- **Assignment**
For the listing below, give the count of lines containing "fallback", and no other text.

########################################

//! Retailer universe selection.
//!
//! The universe is static configuration: per-category ordered retailer
//! lists, each entry carrying its discovery participation flag and an
//! optional direct-search locator template used only during fallback.
//! The catalog is immutable once loaded; selectors hand out snapshots.

use serde::{Deserialize, Serialize};

use crate::classify::Category;

/// One retailer in the configured universe.
#[derive(Debug, Clone, Serialize, Deserialize)]
pub struct RetailerEntry {
    /// Display identifier, e.g. "Phong Vũ".
    pub name: String,
    /// Domains attributing scraped URLs to this retailer.
    #[serde(default)]
    pub domains: Vec<String>,
    /// Whether the retailer participates in targeted discovery.
    #[serde(default = "default_priority_search")]
    pub priority_search: bool,
    /// Direct-search locator template with a `{query}` placeholder.
    /// Absent means the retailer cannot be searched directly and is
    /// skipped during fallback.
    #[serde(default, skip_serializing_if = "Option::is_none")]
    pub search_template: Option<String>,
}

fn default_priority_search() -> bool {
    true
}

impl RetailerEntry {
    /// Expand the direct-search template for a query, percent-encoding it.
    pub fn direct_search_url(&self, query: &str) -> Option<String> {
        self.search_template
            .as_ref()
            .map(|t| t.replace("{query}", &urlencoding::encode(query)))
    }
}

/// Category-keyed retailer lists.
#[derive(Debug, Clone, Serialize, Deserialize)]
pub struct RetailerCatalog {
    pub laptop: Vec<RetailerEntry>,
    pub server: Vec<RetailerEntry>,
}

impl RetailerCatalog {
    /// Ordered universe for a category.
    ///
    /// For `Ambiguous` this is the laptop list followed by server entries
    /// not already present, order preserved. The returned list is a
    /// snapshot detached from the catalog.
    pub fn universe_for(&self, category: Category) -> Vec<RetailerEntry> {
        match category {
            Category::Laptop => self.laptop.clone(),
            Category::Server => self.server.clone(),
            Category::Ambiguous => {
                let mut combined = self.laptop.clone();
                for entry in &self.server {
                    if !combined.iter().any(|e| e.name == entry.name) {
                        combined.push(entry.clone());
                    }
                }
                combined
            }
        }
    }

    /// Every configured entry, laptop list first.
    pub fn entries(&self) -> impl Iterator<Item = &RetailerEntry> {
        self.laptop.iter().chain(self.server.iter())
    }

    /// Attribute a scraped URL to a retailer by domain.
    pub fn retailer_for_url(&self, url: &str) -> Option<&str> {
        let host = host_of(url)?;
        self.laptop
            .iter()
            .chain(self.server.iter())
            .find(|e| {
                e.domains
                    .iter()
                    .any(|d| host == *d || host.ends_with(&format!(".{d}")))
            })
            .map(|e| e.name.as_str())
    }
}

/// Lowercased host portion of an absolute URL, without port.
fn host_of(url: &str) -> Option<String> {
    let rest = url.split("://").nth(1)?;
    let host = rest.split(['/', '?', '#']).next()?;
    let host = host.split('@').next_back()?;
    let host = host.split(':').next()?;
    if host.is_empty() {
        None
    } else {
        Some(host.to_lowercase())
    }
}

impl Default for RetailerCatalog {
    fn default() -> Self {
        fn entry(
            name: &str,
            domains: &[&str],
            search_template: Option<&str>,
        ) -> RetailerEntry {
            RetailerEntry {
                name: name.to_string(),
                domains: domains.iter().map(|d| d.to_string()).collect(),
                priority_search: true,
                search_template: search_template.map(String::from),
            }
        }

        Self {
            laptop: vec![
                entry(
                    "FPT Shop",
                    &["fptshop.com.vn"],
                    Some("https://fptshop.com.vn/tim-kiem/{query}"),
                ),
                entry(
                    "Thế Giới Di Động",
                    &["thegioididong.com"],
                    Some("https://www.thegioididong.com/tim-kiem?key={query}"),
                ),
                entry(
                    "CellphoneS",
                    &["cellphones.com.vn"],
                    Some("https://cellphones.com.vn/tim-kiem?q={query}"),
                ),
                entry(
                    "Hoàng Hà Mobile",
                    &["hoanghamobile.com"],
                    Some("https://hoanghamobile.com/tim-kiem/{query}"),
                ),
                entry(
                    "Phong Vũ",
                    &["phongvu.vn"],
                    Some("https://phongvu.vn/search?q={query}"),
                ),
                entry(
                    "GearVN",
                    &["gearvn.com"],
                    Some("https://www.gearvn.com/search?type=product&q={query}"),
                ),
                entry(
                    "An Phát PC",
                    &["anphatpc.com.vn"],
                    Some("https://www.anphatpc.com.vn/tim-kiem?q={query}"),
                ),
                entry(
                    "Phúc Anh",
                    &["phucanh.vn"],
                    Some("https://www.phucanh.vn/tim-kiem?q={query}"),
                ),
                entry("Nguyễn Kim", &["nguyenkim.com"], None),
                entry("MediaMart", &["mediamart.vn"], None),
                entry("Điện Máy Xanh", &["dienmayxanh.com"], None),
                entry("Viettel Store", &["viettelstore.vn"], None),
            ],
            server: vec![
                entry(
                    "An Phát PC",
                    &["anphatpc.com.vn"],
                    Some("https://www.anphatpc.com.vn/tim-kiem?q={query}"),
                ),
                entry(
                    "Phúc Anh",
                    &["phucanh.vn"],
                    Some("https://www.phucanh.vn/tim-kiem?q={query}"),
                ),
                entry(
                    "Phong Vũ",
                    &["phongvu.vn"],
                    Some("https://phongvu.vn/search?q={query}"),
                ),
                entry("Máy Chủ Việt", &["maychuviet.vn"], None),
                entry("Thế Giới Máy Chủ", &["thegioimaychu.vn"], None),
                entry("Việt Nam Server", &["vietnamserver.vn"], None),
                entry(
                    "KDATA",
                    &["kdata.vn"],
                    Some("https://kdata.vn/tim-kiem?q={query}"),
                ),
                entry("Thành Nhân Computer", &["tncstore.vn"], None),
                entry("An Khang Computer", &["ankhang.vn"], None),
                entry("Hitech Pro", &["hitechpro.vn"], None),
                entry("Đỉnh Vàng Computer", &["dinhvangcomputer.vn"], None),
            ],
        }
    }
}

########################################

- **Result for this task**
2